I am tired and cranky from the struggle to travel this far. Childish cries of “are we there yet” ring through my head. I’ve been on the road so long that I find that I can no longer truly remember the beginning or the stops along the way.
A new WLS friend of mine responded to my cries of discouragement by sharing a story about her brother.
Brother went to apply for a job. When he got to the job site, there was a long line and he just got in the line along with everyone else. He didn't think about all the other people who were in the line; he was just confident that he would be one of the ones picked for the position.
While waiting in the line after about 30 minutes, he had gotten to roughly the middle of the line. The fellow behind him had gotten frustrated and was about to leave. Brother stopped him and said, "Man, wait a minute, look back behind you and just check out how far back we were 30 minutes ago. You have waited in the line this long, so why you going to leave now?"
When the fellow looked back, he realized that the line behind him was very, very long and, much to his amazement, he had actually come a far way in the line already. Then Brother told him, “Look to the front of the line.” The fellow did.
When the fellow looked to the front of the line, he realized that they really did not have that far to go.
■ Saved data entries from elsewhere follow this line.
//! In-memory collaborator implementations
//!
//! Backed by [`state_store::SnapshotStore`]. Useful for embedding without a
//! durable store and as the default wiring in tests.

use std::sync::atomic::{AtomicBool, Ordering};

use async_trait::async_trait;
use parking_lot::RwLock;
use state_store::SnapshotStore;

use crate::config::SnapDogConfig;
use crate::error::ServiceError;
use crate::fingerprint::ConfigurationFingerprint;
use crate::model::{ClientIndex, ClientState, ZoneIndex, ZoneState};
use crate::services::{ClientDirectory, PersistentStateStore, ServiceResult};

/// Client registry keyed by client index
#[derive(Debug, Clone, Default)]
pub struct InMemoryClientDirectory {
    clients: SnapshotStore<ClientIndex, ClientState>,
}

impl InMemoryClientDirectory {
    pub fn new() -> Self {
        Self::default()
    }

    /// Directory seeded with every configured client at its default zone
    pub fn from_config(config: &SnapDogConfig) -> Self {
        let directory = Self::new();
        for (position, client) in config.clients.iter().enumerate() {
            let index = ClientIndex::from_position(position);
            directory
                .clients
                .set(index, ClientState::from_config(index, client));
        }
        directory
    }

    /// Insert or replace a client
    pub fn insert(&self, client: ClientState) {
        self.clients.set(client.index, client);
    }

    pub fn get(&self, index: ClientIndex) -> Option<ClientState> {
        self.clients.get(&index)
    }

    pub fn len(&self) -> usize {
        self.clients.len()
    }

    pub fn is_empty(&self) -> bool {
        self.clients.is_empty()
    }

    fn sorted(&self) -> Vec<ClientState> {
        let mut clients = self.clients.values();
        clients.sort_by_key(|c| c.index);
        clients
    }
}

#[async_trait]
impl ClientDirectory for InMemoryClientDirectory {
    async fn all_clients(&self) -> ServiceResult<Vec<ClientState>> {
        Ok(self.sorted())
    }

    async fn clients_by_zone(&self, zone: ZoneIndex) -> ServiceResult<Vec<ClientState>> {
        Ok(self
            .sorted()
            .into_iter()
            .filter(|c| c.zone_index == zone)
            .collect())
    }

    async fn client(&self, index: ClientIndex) -> ServiceResult<Option<ClientState>> {
        Ok(self.clients.get(&index))
    }

    async fn save_client(&self, client: ClientState) -> ServiceResult<()> {
        self.insert(client);
        Ok(())
    }
}

/// Volatile state store; survives only as long as the process
///
/// The health flag can be flipped to simulate an unreachable store.
#[derive(Debug)]
pub struct InMemoryStateStore {
    zones: SnapshotStore<ZoneIndex, ZoneState>,
    clients: SnapshotStore<ClientIndex, ClientState>,
    fingerprint: RwLock<Option<ConfigurationFingerprint>>,
    healthy: AtomicBool,
}

impl Default for InMemoryStateStore {
    fn default() -> Self {
        Self {
            zones: SnapshotStore::new(),
            clients: SnapshotStore::new(),
            fingerprint: RwLock::new(None),
            healthy: AtomicBool::new(true),
        }
    }
}

impl InMemoryStateStore {
    pub fn new() -> Self {
        Self::default()
    }

    pub fn set_healthy(&self, healthy: bool) {
        self.healthy.store(healthy, Ordering::SeqCst);
    }

    pub fn zone_state(&self, index: ZoneIndex) -> Option<ZoneState> {
        self.zones.get(&index)
    }

    pub fn client_state(&self, index: ClientIndex) -> Option<ClientState> {
        self.clients.get(&index)
    }

    pub fn stored_fingerprint(&self) -> Option<ConfigurationFingerprint> {
        self.fingerprint.read().clone()
    }

    fn ensure_healthy(&self) -> ServiceResult<()> {
        if self.healthy.load(Ordering::SeqCst) {
            Ok(())
        } else {
            Err(ServiceError::Store("store is unavailable".to_string()))
        }
    }
}

#[async_trait]
impl PersistentStateStore for InMemoryStateStore {
    async fn load_zone_states(&self) -> ServiceResult<Vec<ZoneState>> {
        self.ensure_healthy()?;
        let mut zones = self.zones.values();
        zones.sort_by_key(|z| z.index);
        Ok(zones)
    }

    async fn load_client_states(&self) -> ServiceResult<Vec<ClientState>> {
        self.ensure_healthy()?;
        let mut clients = self.clients.values();
        clients.sort_by_key(|c| c.index);
        Ok(clients)
    }

    async fn save_zone_state(&self, state: &ZoneState) -> ServiceResult<()> {
        self.ensure_healthy()?;
        self.zones.set(state.index, state.clone());
        Ok(())
    }

    async fn save_client_state(&self, state: &ClientState) -> ServiceResult<()> {
        self.ensure_healthy()?;
        self.clients.set(state.index, state.clone());
        Ok(())
    }

    async fn fingerprint(&self) -> ServiceResult<Option<ConfigurationFingerprint>> {
        self.ensure_healthy()?;
        Ok(self.fingerprint.read().clone())
    }

    async fn save_fingerprint(&self, fingerprint: &ConfigurationFingerprint) -> ServiceResult<()> {
        self.ensure_healthy()?;
        *self.fingerprint.write() = Some(fingerprint.clone());
        Ok(())
    }

    async fn clear_all_state(&self) -> ServiceResult<()> {
        self.ensure_healthy()?;
        self.zones.clear();
        self.clients.clear();
        *self.fingerprint.write() = None;
        Ok(())
    }

    async fn is_healthy(&self) -> bool {
        self.healthy.load(Ordering::SeqCst)
    }
}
But he was so busy thinking of how long it had taken him to get where he was and thinking about how far he had to go in the line, that he never stopped to look back and see how far he had come.
Then my friend turned it back around on me.
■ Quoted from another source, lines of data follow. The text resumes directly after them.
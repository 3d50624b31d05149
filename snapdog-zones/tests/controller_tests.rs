//! Integration tests for controller startup, restoration and client commands.

mod common;

use std::collections::HashSet;
use std::sync::Arc;

use common::{client, config, BackendCall, FakeBackend, FakeCatalog, FakePlayer, Fixture};
use snapdog_zones::{
    BackendGroup, ClientId, ClientIndex, ConfigError, ConfigurationFingerprint, PlaybackState,
    ServiceError, SnapDogConfig, StartupDecision, ZoneController, ZoneError, ZoneIndex,
    ZoneSyncOutcome, DEFAULT_ZONE_VOLUME,
};

fn home() -> SnapDogConfig {
    let mut config = config(
        &["Living Room", "Kitchen"],
        &[("Sofa", 1), ("Shelf", 1), ("Counter", 2)],
    );
    config.reconciler.enabled = false;
    config
}

fn fixture(backend: FakeBackend) -> Fixture {
    Fixture::new(
        backend,
        vec![
            client(1, "a", "Sofa", 1),
            client(2, "b", "Shelf", 1),
            client(3, "c", "Counter", 2),
        ],
    )
}

#[tokio::test]
async fn test_first_run_persists_fingerprint() {
    let fixture = fixture(FakeBackend::default());
    let controller = fixture.controller(home());

    let decision = controller.start().await;

    assert_eq!(decision, StartupDecision::FirstRun);
    assert_eq!(
        fixture.store.stored_fingerprint().map(|f| f.hash),
        Some(ConfigurationFingerprint::compute(&home()).hash)
    );
    assert_eq!(
        controller.zone_indices().await,
        vec![ZoneIndex::new(1), ZoneIndex::new(2)]
    );
    assert_eq!(controller.get_all_zone_states().await.len(), 2);

    controller.shutdown().await;
}

#[tokio::test(start_paused = true)]
async fn test_restart_with_same_configuration_restores_state() {
    let fixture = fixture(FakeBackend::default());

    let first = fixture.controller(home());
    first.start().await;
    first.zone(ZoneIndex::new(1)).await.unwrap().play().await.unwrap();
    first
        .zone(ZoneIndex::new(2))
        .await
        .unwrap()
        .set_volume(30)
        .await
        .unwrap();
    first
        .assign_client(ClientIndex::new(3), ZoneIndex::new(1))
        .await
        .unwrap();
    first.shutdown().await;

    let second_run = Fixture {
        player: FakePlayer::new(),
        ..fixture.clone()
    };
    let second = second_run.controller(home());
    let decision = second.start().await;

    assert!(matches!(decision, StartupDecision::Restore { .. }));
    assert_eq!(decision.zones_to_resume(), vec![ZoneIndex::new(1)]);
    assert_eq!(
        second.cached_zone_state(ZoneIndex::new(2)).unwrap().volume,
        30
    );
    assert_eq!(
        second
            .client_state(ClientIndex::new(3))
            .await
            .unwrap()
            .zone_index,
        ZoneIndex::new(1)
    );

    second.wait_for_resume().await;
    assert_eq!(second_run.player.played_zones(), vec![ZoneIndex::new(1)]);
    let living_room = second.zone(ZoneIndex::new(1)).await.unwrap();
    assert_eq!(living_room.playback_state(), PlaybackState::Playing);

    second.shutdown().await;
}

#[tokio::test]
async fn test_changed_configuration_discards_state() {
    let fixture = fixture(FakeBackend::default());

    let first = fixture.controller(home());
    first.start().await;
    first
        .zone(ZoneIndex::new(1))
        .await
        .unwrap()
        .set_volume(20)
        .await
        .unwrap();
    first
        .assign_client(ClientIndex::new(3), ZoneIndex::new(1))
        .await
        .unwrap();
    first.shutdown().await;

    let mut renamed = home();
    renamed.zones[1].name = "Dining".to_string();
    let second = fixture.controller(renamed.clone());
    let decision = second.start().await;

    assert_eq!(
        decision,
        StartupDecision::Discard {
            previous_hash: ConfigurationFingerprint::compute(&home()).hash
        }
    );
    let living_room = second.cached_zone_state(ZoneIndex::new(1)).unwrap();
    assert_eq!(living_room.volume, DEFAULT_ZONE_VOLUME);
    assert_eq!(living_room.playback_state, PlaybackState::Stopped);
    assert_eq!(
        second
            .client_state(ClientIndex::new(3))
            .await
            .unwrap()
            .zone_index,
        ZoneIndex::new(2)
    );
    assert_eq!(
        fixture.store.stored_fingerprint().map(|f| f.hash),
        Some(ConfigurationFingerprint::compute(&renamed).hash)
    );

    second.wait_for_resume().await;
    assert!(fixture.player.plays().is_empty());
    second.shutdown().await;
}

#[tokio::test]
async fn test_unhealthy_store_starts_fresh() {
    let fixture = fixture(FakeBackend::default());
    fixture.store.set_healthy(false);
    let controller = fixture.controller(home());

    assert_eq!(controller.start().await, StartupDecision::StoreUnavailable);
    assert!(controller.zone_exists(ZoneIndex::new(2)).await);

    controller.shutdown().await;
}

#[tokio::test]
async fn test_assign_client_regroups_backend() {
    let backend = FakeBackend::new(vec![
        BackendGroup::new("g1", "Zone1", "Living Room")
            .with_member("a", "Sofa")
            .with_member("b", "Shelf"),
        BackendGroup::new("g2", "Zone2", "Kitchen").with_member("c", "Counter"),
    ]);
    let fixture = fixture(backend);
    let controller = fixture.controller(home());
    controller.start().await;

    controller
        .assign_client(ClientIndex::new(3), ZoneIndex::new(1))
        .await
        .unwrap();

    // Waits for the triggered pass, then finds the zone converged
    let outcome = controller.synchronize_zone(ZoneIndex::new(1)).await.unwrap();
    assert!(matches!(outcome, ZoneSyncOutcome::Converged { .. }));

    let g1 = fixture.backend.group("g1").unwrap();
    let members: HashSet<&str> = g1.member_ids().map(|id| id.as_str()).collect();
    assert_eq!(members, HashSet::from(["a", "b", "c"]));

    assert_eq!(
        controller
            .assign_client(ClientIndex::new(3), ZoneIndex::new(9))
            .await,
        Err(ZoneError::ZoneNotFound(ZoneIndex::new(9)))
    );
    assert_eq!(
        controller
            .assign_client(ClientIndex::new(9), ZoneIndex::new(1))
            .await,
        Err(ZoneError::ClientNotFound(ClientIndex::new(9)))
    );

    controller.shutdown().await;
}

#[tokio::test]
async fn test_client_commands_reach_backend() {
    let fixture = fixture(FakeBackend::default());
    let controller = fixture.controller(home());
    controller.start().await;
    let sofa = ClientIndex::new(1);

    controller.set_client_volume(sofa, 140).await.unwrap();
    controller.set_client_mute(sofa, true).await.unwrap();
    controller.set_client_latency(sofa, 40).await.unwrap();

    assert_eq!(
        fixture.backend.calls(),
        vec![
            BackendCall::SetClientVolume(ClientId::new("a"), 100),
            BackendCall::SetClientMute(ClientId::new("a"), true),
            BackendCall::SetClientLatency(ClientId::new("a"), 40),
        ]
    );
    let state = controller.client_state(sofa).await.unwrap();
    assert_eq!((state.volume, state.mute, state.latency_ms), (100, true, 40));
    assert_eq!(fixture.store.client_state(sofa).unwrap().latency_ms, 40);

    assert!(matches!(
        controller.set_client_latency(sofa, -5).await,
        Err(ZoneError::InvalidArgument(_))
    ));

    controller.shutdown().await;
}

#[tokio::test]
async fn test_client_command_failures() {
    let fixture = Fixture::new(
        FakeBackend::default(),
        vec![client(1, "a", "Sofa", 1), client(2, "b", "Shelf", 1)],
    );
    fixture.backend.fail_client("a");
    let controller = fixture.controller(home());
    controller.start().await;

    assert!(matches!(
        controller.set_client_volume(ClientIndex::new(1), 10).await,
        Err(ZoneError::Service(ServiceError::Backend(_)))
    ));
    assert_eq!(
        controller
            .client_state(ClientIndex::new(1))
            .await
            .unwrap()
            .volume,
        100
    );

    // Client 3 has not been seen by the backend yet
    assert!(matches!(
        controller.set_client_mute(ClientIndex::new(3), true).await,
        Err(ZoneError::InvalidArgument(_))
    ));

    controller.shutdown().await;
}

#[tokio::test]
async fn test_state_changes_are_published_and_persisted() {
    let fixture = fixture(FakeBackend::default());
    let controller = fixture.controller(home());
    controller.start().await;

    let zone = controller.zone(ZoneIndex::new(1)).await.unwrap();
    zone.set_volume(25).await.unwrap();
    assert_eq!(
        controller.cached_zone_state(ZoneIndex::new(1)).unwrap().volume,
        25
    );

    controller.shutdown().await;

    let events = fixture.publisher.events_for(ZoneIndex::new(1));
    assert_eq!(events.last().map(|e| e.state.volume), Some(25));
    assert_eq!(
        fixture.store.zone_state(ZoneIndex::new(1)).map(|s| s.volume),
        Some(25)
    );
}

#[tokio::test]
async fn test_builder_requires_collaborators() {
    let result = ZoneController::builder(home())
        .player(Arc::new(FakePlayer::new()))
        .catalog(Arc::new(FakeCatalog::with_playlists(&[1])))
        .build();
    assert!(matches!(result, Err(ConfigError::Invalid(_))));

    let result = ZoneController::builder(SnapDogConfig::new(Vec::new(), Vec::new()))
        .backend(Arc::new(FakeBackend::default()))
        .player(Arc::new(FakePlayer::new()))
        .catalog(Arc::new(FakeCatalog::with_playlists(&[1])))
        .build();
    assert!(matches!(result, Err(ConfigError::Invalid(_))));
}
“I don't know what has happened along your journey to discourage you, but don't let it. You have made it to the front of the line and there is not much journey left. Don't sweat the small stuff honey, in fact, don't even sweat the big stuff. You have come too darned far to get discouraged on your last bit of journey.”
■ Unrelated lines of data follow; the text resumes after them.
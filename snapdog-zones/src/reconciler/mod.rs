//! Topology reconciler
//!
//! Keeps the audio backend's grouping in line with the zone model. A pass
//! reads the client assignments and the backend topology once, then plans
//! and applies corrections zone by zone:
//!
//! ```text
//! clients ──┐
//!           ├─► DesiredZone ─► plan_zone ─► [Correction] ─► backend
//! topology ─┘                      ▲                          │
//!                                  └──── local topology ◄─────┘
//! ```
//!
//! Passes run on a timer and on demand. Both go through a single-flight
//! gate: a request arriving while a pass is running returns immediately,
//! since the running pass already works from fresh data.

mod plan;

pub use plan::{
    converged_group, plan_zone, select_target, Correction, DesiredClient, DesiredZone,
    StreamClaims, ZonePlan,
};

use std::sync::atomic::{AtomicU64, Ordering};
use std::sync::Arc;

use parking_lot::Mutex;
use tokio::task::JoinHandle;
use tokio::time::MissedTickBehavior;
use tokio_util::sync::CancellationToken;

use crate::config::ReconcilerConfig;
use crate::error::{ReconcileError, Result, ServiceError, ZoneError};
use crate::model::{GroupId, Topology, ZoneIndex};
use crate::registry::ZoneRegistry;
use crate::services::{cancellable, AudioGroupBackend, ClientDirectory, ServiceResult};
use crate::zone::ZoneStateMachine;

/// Result of reconciling one zone
#[derive(Debug, Clone, PartialEq)]
pub enum ZoneSyncOutcome {
    /// Already correct, no backend calls issued
    Converged { group: GroupId },
    /// Corrected with this many backend calls
    Corrected { group: GroupId, calls: usize },
    /// No clients with a backend id are assigned
    SkippedNoClients,
    /// Will be retried on the next pass
    Failed(ReconcileError),
}

impl ZoneSyncOutcome {
    pub fn calls(&self) -> usize {
        match self {
            ZoneSyncOutcome::Corrected { calls, .. } => *calls,
            _ => 0,
        }
    }

    pub fn is_failed(&self) -> bool {
        matches!(self, ZoneSyncOutcome::Failed(_))
    }
}

/// Summary of one reconciliation pass
#[derive(Debug, Clone, Default, PartialEq)]
pub struct PassReport {
    /// The gate was busy; no work was done
    pub skipped: bool,
    /// The pass could not read its inputs
    pub failure: Option<ReconcileError>,
    /// Per-zone outcomes in index order
    pub zones: Vec<(ZoneIndex, ZoneSyncOutcome)>,
}

impl PassReport {
    fn skipped() -> Self {
        Self {
            skipped: true,
            ..Default::default()
        }
    }

    fn failed(error: ReconcileError) -> Self {
        Self {
            failure: Some(error),
            ..Default::default()
        }
    }

    pub fn outcome(&self, zone: ZoneIndex) -> Option<&ZoneSyncOutcome> {
        self.zones
            .iter()
            .find(|(index, _)| *index == zone)
            .map(|(_, outcome)| outcome)
    }

    /// Backend calls issued during the pass
    pub fn total_calls(&self) -> usize {
        self.zones.iter().map(|(_, outcome)| outcome.calls()).sum()
    }

    pub fn failed_zones(&self) -> Vec<ZoneIndex> {
        self.zones
            .iter()
            .filter(|(_, outcome)| outcome.is_failed())
            .map(|(index, _)| *index)
            .collect()
    }
}

/// Converges backend group topology towards the zone model
#[derive(Clone)]
pub struct TopologyReconciler {
    inner: Arc<ReconcilerInner>,
}

struct ReconcilerInner {
    registry: Arc<ZoneRegistry>,
    backend: Arc<dyn AudioGroupBackend>,
    clients: Arc<dyn ClientDirectory>,
    config: ReconcilerConfig,
    gate: Arc<tokio::sync::Mutex<()>>,
    cancel: CancellationToken,
    loop_task: Mutex<Option<JoinHandle<()>>>,
    passes: AtomicU64,
}

impl TopologyReconciler {
    pub fn new(
        registry: Arc<ZoneRegistry>,
        backend: Arc<dyn AudioGroupBackend>,
        clients: Arc<dyn ClientDirectory>,
        config: ReconcilerConfig,
        cancel: CancellationToken,
    ) -> Self {
        Self {
            inner: Arc::new(ReconcilerInner {
                registry,
                backend,
                clients,
                config,
                gate: Arc::new(tokio::sync::Mutex::new(())),
                cancel,
                loop_task: Mutex::new(None),
                passes: AtomicU64::new(0),
            }),
        }
    }

    /// Run one pass over every zone, unless a pass is already running
    pub async fn ensure_all_zones_converged(&self) -> PassReport {
        let Ok(_guard) = self.inner.gate.try_lock() else {
            tracing::debug!("Reconciliation already in progress, skipping pass");
            return PassReport::skipped();
        };
        self.inner.run_pass(None).await
    }

    /// Reconcile a single zone against fresh data
    ///
    /// Waits for a running pass to finish instead of skipping.
    pub async fn synchronize_zone(&self, index: ZoneIndex) -> Result<ZoneSyncOutcome> {
        self.inner.registry.get(index).await?;

        let _guard = tokio::select! {
            biased;
            _ = self.inner.cancel.cancelled() => {
                return Err(ZoneError::Service(ServiceError::Cancelled));
            }
            guard = self.inner.gate.lock() => guard,
        };

        let report = self.inner.run_pass(Some(index)).await;
        if let Some(outcome) = report.outcome(index) {
            return Ok(outcome.clone());
        }
        match report.failure {
            Some(failure) => Ok(ZoneSyncOutcome::Failed(failure)),
            None => Err(ZoneError::ZoneNotFound(index)),
        }
    }

    /// Start a pass in the background
    ///
    /// Returns `false` if a pass is already running; that pass reads fresh
    /// data and covers this request.
    pub fn trigger_immediate_regrouping(&self) -> bool {
        let Ok(guard) = self.inner.gate.clone().try_lock_owned() else {
            tracing::debug!("Regrouping requested while a pass is running");
            return false;
        };

        let inner = Arc::clone(&self.inner);
        tokio::spawn(async move {
            let _guard = guard;
            let report = inner.run_pass(None).await;
            tracing::debug!(
                "Immediate regrouping finished with {} backend calls",
                report.total_calls()
            );
        });
        true
    }

    /// Start the periodic loop; the first pass runs immediately
    pub fn start(&self) {
        if !self.inner.config.enabled {
            tracing::info!("Topology reconciler disabled by configuration");
            return;
        }

        let mut task = self.inner.loop_task.lock();
        if task.is_some() {
            return;
        }

        let reconciler = self.clone();
        *task = Some(tokio::spawn(async move { reconciler.run_loop().await }));
        tracing::info!(
            "Topology reconciler started (interval {:?})",
            self.inner.config.interval()
        );
    }

    async fn run_loop(&self) {
        let mut ticker = tokio::time::interval(self.inner.config.interval());
        ticker.set_missed_tick_behavior(MissedTickBehavior::Skip);

        loop {
            tokio::select! {
                biased;
                _ = self.inner.cancel.cancelled() => break,
                _ = ticker.tick() => {
                    let report = self.ensure_all_zones_converged().await;
                    if !report.skipped && report.failure.is_none() {
                        tracing::trace!(
                            "Periodic pass: {} zones, {} calls",
                            report.zones.len(),
                            report.total_calls()
                        );
                    }
                }
            }
        }

        tracing::debug!("Topology reconciler loop stopped");
    }

    pub fn is_running(&self) -> bool {
        self.inner
            .loop_task
            .lock()
            .as_ref()
            .is_some_and(|task| !task.is_finished())
    }

    /// Number of passes started so far
    pub fn pass_count(&self) -> u64 {
        self.inner.passes.load(Ordering::Relaxed)
    }

    /// Stop the loop and wait for any running pass to finish
    pub async fn shutdown(&self) {
        self.inner.cancel.cancel();

        let task = self.inner.loop_task.lock().take();
        if let Some(task) = task {
            if let Err(e) = task.await {
                tracing::warn!("Topology reconciler loop ended abnormally: {}", e);
            }
        }
        let _idle = self.inner.gate.lock().await;
        tracing::debug!("Topology reconciler shut down");
    }
}

impl ReconcilerInner {
    async fn run_pass(&self, only: Option<ZoneIndex>) -> PassReport {
        let pass = self.passes.fetch_add(1, Ordering::Relaxed) + 1;
        let zones = self.registry.zones().await;
        let claims = StreamClaims::new(zones.iter().map(|z| (z.index(), z.stream_id())));

        let clients = match cancellable(&self.cancel, self.clients.all_clients()).await {
            Ok(clients) => clients,
            Err(e) => {
                let error = ReconcileError::DirectoryUnavailable(e);
                tracing::warn!("Reconciliation pass {} aborted: {}", pass, error);
                return PassReport::failed(error);
            }
        };
        let mut topology = match cancellable(&self.cancel, self.backend.topology()).await {
            Ok(topology) => topology,
            Err(e) => {
                let error = ReconcileError::BackendUnavailable(e);
                tracing::warn!("Reconciliation pass {} aborted: {}", pass, error);
                return PassReport::failed(error);
            }
        };

        let mut report = PassReport::default();
        for zone in zones
            .iter()
            .filter(|z| only.map_or(true, |index| z.index() == index))
        {
            if self.cancel.is_cancelled() {
                break;
            }

            let desired =
                DesiredZone::from_clients(zone.index(), zone.name(), zone.stream_id(), &clients);
            let outcome = self.sync_zone(zone, &desired, &mut topology, &claims).await;

            match &outcome {
                ZoneSyncOutcome::Failed(e) => {
                    tracing::warn!("{} not converged: {}", zone.index(), e);
                }
                ZoneSyncOutcome::Corrected { group, calls } => {
                    tracing::info!(
                        "{} converged onto group {} with {} backend calls",
                        zone.index(),
                        group,
                        calls
                    );
                }
                _ => {}
            }
            report.zones.push((zone.index(), outcome));
        }

        tracing::debug!(
            "Reconciliation pass {} done: {} zones, {} calls, {} failed",
            pass,
            report.zones.len(),
            report.total_calls(),
            report.failed_zones().len()
        );
        report
    }

    async fn sync_zone(
        &self,
        zone: &ZoneStateMachine,
        desired: &DesiredZone,
        topology: &mut Topology,
        claims: &StreamClaims,
    ) -> ZoneSyncOutcome {
        let plan = match plan_zone(desired, topology, claims, self.config.sync_client_names) {
            Ok(plan) => plan,
            Err(e) => return ZoneSyncOutcome::Failed(e),
        };

        match plan {
            ZonePlan::Skip => ZoneSyncOutcome::SkippedNoClients,
            ZonePlan::Converged { group } => {
                self.record_group(zone, &group).await;
                ZoneSyncOutcome::Converged { group }
            }
            ZonePlan::Correct {
                group,
                corrections,
                displaced,
            } => {
                if let Some(other) = displaced {
                    tracing::warn!(
                        "{} takes over group {} which carries the stream of {}",
                        zone.index(),
                        group,
                        other
                    );
                }

                let mut calls = 0;
                for correction in &corrections {
                    if let Err(source) = self.apply(correction).await {
                        return ZoneSyncOutcome::Failed(ReconcileError::Correction {
                            zone: zone.index(),
                            source,
                        });
                    }
                    correction.apply_to(topology);
                    calls += 1;
                }

                self.record_group(zone, &group).await;
                ZoneSyncOutcome::Corrected { group, calls }
            }
        }
    }

    async fn apply(&self, correction: &Correction) -> ServiceResult<()> {
        tracing::debug!("Applying {:?}", correction);
        let call = async {
            match correction {
                Correction::SetStream { group, stream } => {
                    self.backend.set_group_stream(group, stream).await
                }
                Correction::SetName { group, name } => self.backend.set_group_name(group, name).await,
                Correction::SetClients { group, clients } => {
                    self.backend.set_group_clients(group, clients).await
                }
                Correction::SetClientName { client, name } => {
                    self.backend.set_client_name(client, name).await
                }
            }
        };
        cancellable(&self.cancel, call).await
    }

    async fn record_group(&self, zone: &ZoneStateMachine, group: &GroupId) {
        if let Err(e) = zone.set_group_id(Some(group.clone())).await {
            tracing::debug!("Could not record group {} for {}: {}", group, zone.index(), e);
        }
    }
}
Man, Janice is SO right! I’ve been focused so long and hard about where I am in my journey that I failed to see how close I was to the end, and I’ve failed to look back and see how far I’ve come.
I’ve been discouraged when other WLS friends catch up with me, pass me, reach the end of the journey before me. I’ve worried that I’ll let people down if I don’t make the intended end of my journey or that I’ll find the end of my journey leaves me in a place I did not mean to go.
Instead, I think I need to heed Janice’s advice. Stop fretting about where I am and how long it’s taken me to get there… or how many people got to the goal before me. Instead, I should smile and be thrilled that the journey is almost over. And be PROUD that I stuck the journey out as long as I have and that I’ve come as far as I have.
This is MY journey. I cannot compare myself to others. Only I know the exact road I’ve traveled. Yes, I have many wonderful traveling companions along the way, and for that I am grateful. However, if they travel the road differently, it does not mean that I have failed.